#### [WHAT YOU SHOULD DO]
Please reproduce exactly the lines that begin the listing below, up to and including the line where "impl fmt::Display for FieldType" occurs.

== Segment start ==

// Copyright 2024-Present the index-schema authors.
//
// Licensed under the Apache License, Version 2.0 (the "License");
// you may not use this file except in compliance with the License.
// You may obtain a copy of the License at
//
//     http://www.apache.org/licenses/LICENSE-2.0
//
// Unless required by applicable law or agreed to in writing, software
// distributed under the License is distributed on an "AS IS" BASIS,
// WITHOUT WARRANTIES OR CONDITIONS OF ANY KIND, either express or implied.
// See the License for the specific language governing permissions and
// limitations under the License.

use std::fmt;

/// Primitive storage type of one search tokenization, as seen by a backend.
#[derive(Clone, Copy, Debug, Eq, PartialEq, Hash)]
pub enum FieldType {
    /// An exact-match integer token.
    Integer,
    /// An integer token supporting range queries.
    IntegerRange,
    /// An exact-match 64-bit integer token.
    Long,
    /// A timestamp token supporting range queries.
    Timestamp,
    /// An exact-match string token.
    Exact,
    /// A string analyzed into full-text tokens.
    FullText,
    /// A string token supporting prefix queries.
    Prefix,
    /// Stored verbatim, never searchable.
    StoredOnly,
}

impl fmt::Display for FieldType {
    fn fmt(&self, f: &mut fmt::Formatter<'_>) -> fmt::Result {
        let name = match self {
            FieldType::Integer => "integer",
            FieldType::IntegerRange => "integer_range",
            FieldType::Long => "long",
            FieldType::Timestamp => "timestamp",
            FieldType::Exact => "exact",
            FieldType::FullText => "full_text",
            FieldType::Prefix => "prefix",
            FieldType::StoredOnly => "stored_only",
        };
        write!(f, "{name}")
    }
}

/// Tokenization intent requested by a schema author on a search spec.
///
/// Distinct from [`FieldType`]: one field's raw kind can back several
/// different tokenizations, and the concrete storage type is derived from
/// the (option, kind) pair at schema-build time.
#[derive(Clone, Copy, Debug, Eq, PartialEq, Hash)]
pub enum SearchOption {
    /// Range queries over numeric or timestamp values.
    Range,
    /// Prefix matching over string values.
    Prefix,
    /// Exact matching.
    Exact,
    /// Full-text matching over analyzed string values.
    FullText,
    /// No matching at all, value retrievable verbatim.
    StoreOnly,
}

impl fmt::Display for SearchOption {
    fn fmt(&self, f: &mut fmt::Formatter<'_>) -> fmt::Result {
        let name = match self {
            SearchOption::Range => "range",
            SearchOption::Prefix => "prefix",
            SearchOption::Exact => "exact",
            SearchOption::FullText => "full_text",
            SearchOption::StoreOnly => "store_only",
        };
        write!(f, "{name}")
    }
}

/// Shape of the value a field extracts from a domain object.
///
/// This is a closed set, supplied through the typed constructors on
/// [`IndexedField`](crate::IndexedField) rather than inferred from generics.
/// There is deliberately no `TimestampList`: timestamps are non-repeatable.
#[derive(Clone, Copy, Debug, Eq, PartialEq, Hash)]
pub enum FieldKind {
    /// A single string.
    Text,
    /// Zero or more strings.
    TextList,
    /// A single 32-bit integer.
    Int,
    /// Zero or more 32-bit integers.
    IntList,
    /// A single 64-bit integer.
    Long,
    /// Zero or more 64-bit integers.
    LongList,
    /// A single timestamp.
    Timestamp,
    /// A single byte string.
    Bytes,
    /// Zero or more byte strings.
    BytesList,
    /// A single protobuf message, carried as its encoded bytes.
    Message,
    /// Zero or more protobuf messages.
    MessageList,
}

impl FieldKind {
    /// True iff values of this kind hold zero or more elements.
    pub fn is_repeatable(&self) -> bool {
        matches!(
            self,
            FieldKind::TextList
                | FieldKind::IntList
                | FieldKind::LongList
                | FieldKind::BytesList
                | FieldKind::MessageList
        )
    }
}

impl fmt::Display for FieldKind {
    fn fmt(&self, f: &mut fmt::Formatter<'_>) -> fmt::Result {
        let name = match self {
            FieldKind::Text => "text",
            FieldKind::TextList => "list<text>",
            FieldKind::Int => "int",
            FieldKind::IntList => "list<int>",
            FieldKind::Long => "long",
            FieldKind::LongList => "list<long>",
            FieldKind::Timestamp => "timestamp",
            FieldKind::Bytes => "bytes",
            FieldKind::BytesList => "list<bytes>",
            FieldKind::Message => "message",
            FieldKind::MessageList => "list<message>",
        };
        write!(f, "{name}")
    }
}

/// Derives the storage [`FieldType`] backing a (search option, field kind)
/// combination, or `None` when the combination is not indexable.
///
/// Total over the declared domain: any extension of [`SearchOption`] or
/// [`FieldKind`] must extend this table, and an unhandled combination is a
/// schema declaration error caught at build time, never a silent default.
pub(crate) fn storage_field_type(option: SearchOption, kind: FieldKind) -> Option<FieldType> {
    match (option, kind) {
        (SearchOption::StoreOnly, _) => Some(FieldType::StoredOnly),
        (SearchOption::Exact, FieldKind::Int | FieldKind::IntList) => Some(FieldType::Integer),
        // Range over repeated integers is disallowed: only the scalar kind
        // maps to an integer-range token.
        (SearchOption::Range, FieldKind::Int) => Some(FieldType::IntegerRange),
        (_, FieldKind::Long | FieldKind::LongList) => Some(FieldType::Long),
        (_, FieldKind::Timestamp) => Some(FieldType::Timestamp),
        (SearchOption::Exact, FieldKind::Text | FieldKind::TextList) => Some(FieldType::Exact),
        (SearchOption::FullText, FieldKind::Text | FieldKind::TextList) => {
            Some(FieldType::FullText)
        }
        (SearchOption::Prefix, FieldKind::Text | FieldKind::TextList) => Some(FieldType::Prefix),
        _ => None,
    }
}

== Segment end ==

#### [YOUR RESPONSE]
// Copyright 2024-Present the index-schema authors.
//
// Licensed under the Apache License, Version 2.0 (the "License");
// you may not use this file except in compliance with the License.
// You may obtain a copy of the License at
//
//     http://www.apache.org/licenses/LICENSE-2.0
//
// Unless required by applicable law or agreed to in writing, software
// distributed under the License is distributed on an "AS IS" BASIS,
// WITHOUT WARRANTIES OR CONDITIONS OF ANY KIND, either express or implied.
// See the License for the specific language governing permissions and
// limitations under the License.

use std::fmt;

/// Primitive storage type of one search tokenization, as seen by a backend.
#[derive(Clone, Copy, Debug, Eq, PartialEq, Hash)]
pub enum FieldType {
    /// An exact-match integer token.
    Integer,
    /// An integer token supporting range queries.
    IntegerRange,
    /// An exact-match 64-bit integer token.
    Long,
    /// A timestamp token supporting range queries.
    Timestamp,
    /// An exact-match string token.
    Exact,
    /// A string analyzed into full-text tokens.
    FullText,
    /// A string token supporting prefix queries.
    Prefix,
    /// Stored verbatim, never searchable.
    StoredOnly,
}

impl fmt::Display for FieldType {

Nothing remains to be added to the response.